======== Record extracts
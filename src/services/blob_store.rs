//! Local filesystem storage for file contents.
//!
//! Blobs live flat under `base_path`, each named by a fresh UUID. The
//! user-supplied display name never reaches the filesystem.

use bytes::Bytes;
use futures::{Stream, StreamExt, pin_mut};
use std::{
    io::{self, ErrorKind},
    path::{Path, PathBuf},
};
use thiserror::Error;
use tokio::{
    fs::{self, File},
    io::AsyncWriteExt,
};
use tracing::debug;
use uuid::Uuid;

/// Size of the chunks an in-memory payload is written in.
const WRITE_CHUNK: usize = 64 * 1024;

#[derive(Debug, Error)]
pub enum BlobError {
    #[error("blob `{0}` not found")]
    NotFound(String),
    #[error(transparent)]
    Io(#[from] io::Error),
}

pub type BlobResult<T> = Result<T, BlobError>;

#[derive(Clone, Debug)]
pub struct BlobStore {
    /// Root directory for blobs and their derived variants.
    pub base_path: PathBuf,
}

impl BlobStore {
    pub fn new(base_path: impl Into<PathBuf>) -> Self {
        Self {
            base_path: base_path.into(),
        }
    }

    /// Path of the variant of `local_path` derived at `width` pixels.
    pub fn variant_path(local_path: &str, width: u32) -> PathBuf {
        PathBuf::from(format!("{}_{}", local_path, width))
    }

    /// Store an in-memory payload under a new unique name and return its path.
    pub async fn write(&self, data: Vec<u8>) -> BlobResult<PathBuf> {
        let data = Bytes::from(data);
        let chunks = (0..data.len())
            .step_by(WRITE_CHUNK)
            .map(|start| Ok(data.slice(start..(start + WRITE_CHUNK).min(data.len()))))
            .collect::<Vec<io::Result<Bytes>>>();
        self.write_stream(futures::stream::iter(chunks)).await
    }

    /// Stream a payload to disk under a new unique name.
    ///
    /// - Writes chunks to a temporary file in `base_path`.
    /// - fsyncs, then renames into `{base_path}/{uuid}`.
    ///
    /// The temporary file is removed on any error, so a failed write never
    /// leaves a blob behind.
    pub async fn write_stream<S>(&self, stream: S) -> BlobResult<PathBuf>
    where
        S: Stream<Item = io::Result<Bytes>> + Send,
    {
        fs::create_dir_all(&self.base_path).await?;
        let file_path = self.base_path.join(Uuid::new_v4().to_string());
        let tmp_path = self.base_path.join(format!(".tmp-{}", Uuid::new_v4()));
        let mut file = File::create(&tmp_path).await?;

        let mut size_bytes: u64 = 0;
        pin_mut!(stream);
        while let Some(chunk_res) = stream.next().await {
            let chunk = match chunk_res {
                Ok(chunk) => chunk,
                Err(err) => {
                    let _ = fs::remove_file(&tmp_path).await;
                    return Err(BlobError::Io(err));
                }
            };
            size_bytes += chunk.len() as u64;
            if let Err(err) = file.write_all(&chunk).await {
                let _ = fs::remove_file(&tmp_path).await;
                return Err(BlobError::Io(err));
            }
        }
        if let Err(err) = finish(file).await {
            let _ = fs::remove_file(&tmp_path).await;
            return Err(BlobError::Io(err));
        }

        if let Err(err) = fs::rename(&tmp_path, &file_path).await {
            let _ = fs::remove_file(&tmp_path).await;
            return Err(BlobError::Io(err));
        }

        debug!("stored blob {} ({} bytes)", file_path.display(), size_bytes);
        Ok(file_path)
    }

    /// Write `data` to `path`, replacing any previous content atomically.
    ///
    /// Readers see either the old file or the complete new one.
    pub async fn write_atomic(path: &Path, data: &[u8]) -> BlobResult<()> {
        let parent = path.parent().map(Path::to_path_buf).ok_or_else(|| {
            BlobError::Io(io::Error::new(ErrorKind::Other, "blob path missing parent directory"))
        })?;
        let tmp_path = parent.join(format!(".tmp-{}", Uuid::new_v4()));

        let result = async {
            let mut file = File::create(&tmp_path).await?;
            file.write_all(data).await?;
            finish(file).await?;
            fs::rename(&tmp_path, path).await
        }
        .await;

        if let Err(err) = result {
            let _ = fs::remove_file(&tmp_path).await;
            return Err(BlobError::Io(err));
        }
        Ok(())
    }

    /// Read a whole blob into memory.
    pub async fn read(path: &Path) -> BlobResult<Vec<u8>> {
        fs::read(path).await.map_err(|err| not_found_or_io(err, path))
    }

    /// Open a blob for streaming.
    ///
    /// A record may outlive its blob if the file was removed externally, so
    /// a missing file is reported as `NotFound` rather than an I/O failure.
    pub async fn open(path: &Path) -> BlobResult<(File, u64)> {
        let file = File::open(path)
            .await
            .map_err(|err| not_found_or_io(err, path))?;
        let len = file.metadata().await?.len();
        Ok((file, len))
    }
}

async fn finish(mut file: File) -> io::Result<()> {
    file.flush().await?;
    file.sync_all().await
}

fn not_found_or_io(err: io::Error, path: &Path) -> BlobError {
    if err.kind() == ErrorKind::NotFound {
        BlobError::NotFound(path.display().to_string())
    } else {
        BlobError::Io(err)
    }
}
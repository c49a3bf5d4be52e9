//! Background memory monitor.
//!
//! Polls resident-set size and clears the artifact cache at three ordered
//! thresholds (warning, critical, emergency), progressively more eager. A
//! cooldown prevents tight-loop cleanups. The monitor only mitigates
//! pressure; it never fails the task.

use std::sync::Arc;
use std::time::Duration;

use sysinfo::{Pid, System};
use tokio::task::JoinHandle;
use tokio::time::Instant;
use tracing::{error, info, warn};

use reel_cache::ArtifactCache;

use crate::config::WorkerConfig;

#[derive(Debug, Clone, Copy, PartialEq, Eq)]
enum PressureLevel {
    Normal,
    Warning,
    Critical,
    Emergency,
}

fn classify(rss_mb: u64, config: &WorkerConfig) -> PressureLevel {
    if rss_mb >= config.memory_emergency_threshold_mb {
        PressureLevel::Emergency
    } else if rss_mb >= config.memory_critical_threshold_mb {
        PressureLevel::Critical
    } else if rss_mb >= config.memory_warning_threshold_mb {
        PressureLevel::Warning
    } else {
        PressureLevel::Normal
    }
}

/// Spawn the monitor loop. Abort the handle to stop it.
pub fn spawn(config: WorkerConfig, cache: Arc<ArtifactCache>) -> Option<JoinHandle<()>> {
    if !config.enable_memory_monitoring {
        info!("Memory monitoring disabled");
        return None;
    }

    let Ok(pid) = sysinfo::get_current_pid() else {
        warn!("Cannot resolve own pid, memory monitoring disabled");
        return None;
    };

    info!(
        warning_mb = config.memory_warning_threshold_mb,
        critical_mb = config.memory_critical_threshold_mb,
        emergency_mb = config.memory_emergency_threshold_mb,
        "Starting memory monitor"
    );

    Some(tokio::spawn(monitor_loop(config, cache, pid)))
}

async fn monitor_loop(config: WorkerConfig, cache: Arc<ArtifactCache>, pid: Pid) {
    let mut system = System::new();
    let mut last_cleanup: Option<Instant> = None;

    loop {
        tokio::time::sleep(config.memory_monitor_interval).await;

        system.refresh_process(pid);
        let Some(process) = system.process(pid) else {
            error!("Own process vanished from the process table, stopping memory monitor");
            return;
        };
        let rss_mb = process.memory() / (1024 * 1024);
        let level = classify(rss_mb, &config);

        if level == PressureLevel::Normal {
            continue;
        }

        let in_cooldown = last_cleanup
            .map(|at| at.elapsed() < config.memory_cleanup_cooldown)
            .unwrap_or(false);
        // Emergency pressure ignores the cooldown.
        if in_cooldown && level != PressureLevel::Emergency {
            continue;
        }

        match level {
            PressureLevel::Warning => {
                warn!(rss_mb, "High memory usage, clearing cache");
                cache.clear().await;
            }
            PressureLevel::Critical => {
                error!(rss_mb, "Critical memory usage, clearing cache aggressively");
                cache.clear().await;
            }
            PressureLevel::Emergency => {
                error!(rss_mb, "Emergency memory usage, running emergency cleanup");
                cache.clear().await;
                // Also drop stale temp artifacts older than this process.
                clear_temp_dir(&config).await;
            }
            PressureLevel::Normal => unreachable!(),
        }
        last_cleanup = Some(Instant::now());
    }
}

/// Emergency-only: drop leftover scene/asset intermediates from the temp
/// directory. Errors are logged and ignored.
async fn clear_temp_dir(config: &WorkerConfig) {
    let Ok(mut entries) = tokio::fs::read_dir(&config.temp_dir).await else {
        return;
    };
    while let Ok(Some(entry)) = entries.next_entry().await {
        let name = entry.file_name();
        let name = name.to_string_lossy();
        if name.starts_with("asset_") || name.starts_with("scene_") || name.starts_with("bg_frame_")
        {
            if let Err(e) = tokio::fs::remove_file(entry.path()).await {
                warn!(path = %entry.path().display(), error = %e, "Failed to remove temp file");
            }
        }
    }
}

#[cfg(test)]
mod tests {
    use super::*;

    #[test]
    fn test_threshold_classification() {
        let config = WorkerConfig {
            memory_warning_threshold_mb: 1000,
            memory_critical_threshold_mb: 2000,
            memory_emergency_threshold_mb: 3000,
            ..Default::default()
        };

        assert_eq!(classify(500, &config), PressureLevel::Normal);
        assert_eq!(classify(1000, &config), PressureLevel::Warning);
        assert_eq!(classify(2500, &config), PressureLevel::Critical);
        assert_eq!(classify(9000, &config), PressureLevel::Emergency);
    }

    #[test]
    fn test_disabled_monitor_spawns_nothing() {
        let runtime = tokio::runtime::Builder::new_current_thread()
            .enable_all()
            .build()
            .unwrap();
        runtime.block_on(async {
            let dir = tempfile::TempDir::new().unwrap();
            let cache = Arc::new(ArtifactCache::open(dir.path().join("c")).await.unwrap());
            let config = WorkerConfig {
                enable_memory_monitoring: false,
                ..Default::default()
            };
            assert!(spawn(config, cache).is_none());
        });
    }
}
================
▶ _Directions_
Search the data for the word "only" and copy each line where it appears.

▶ _Solution below_
//! cooldown prevents tight-loop cleanups. The monitor only mitigates
/// Emergency-only: drop leftover scene/asset intermediates from the temp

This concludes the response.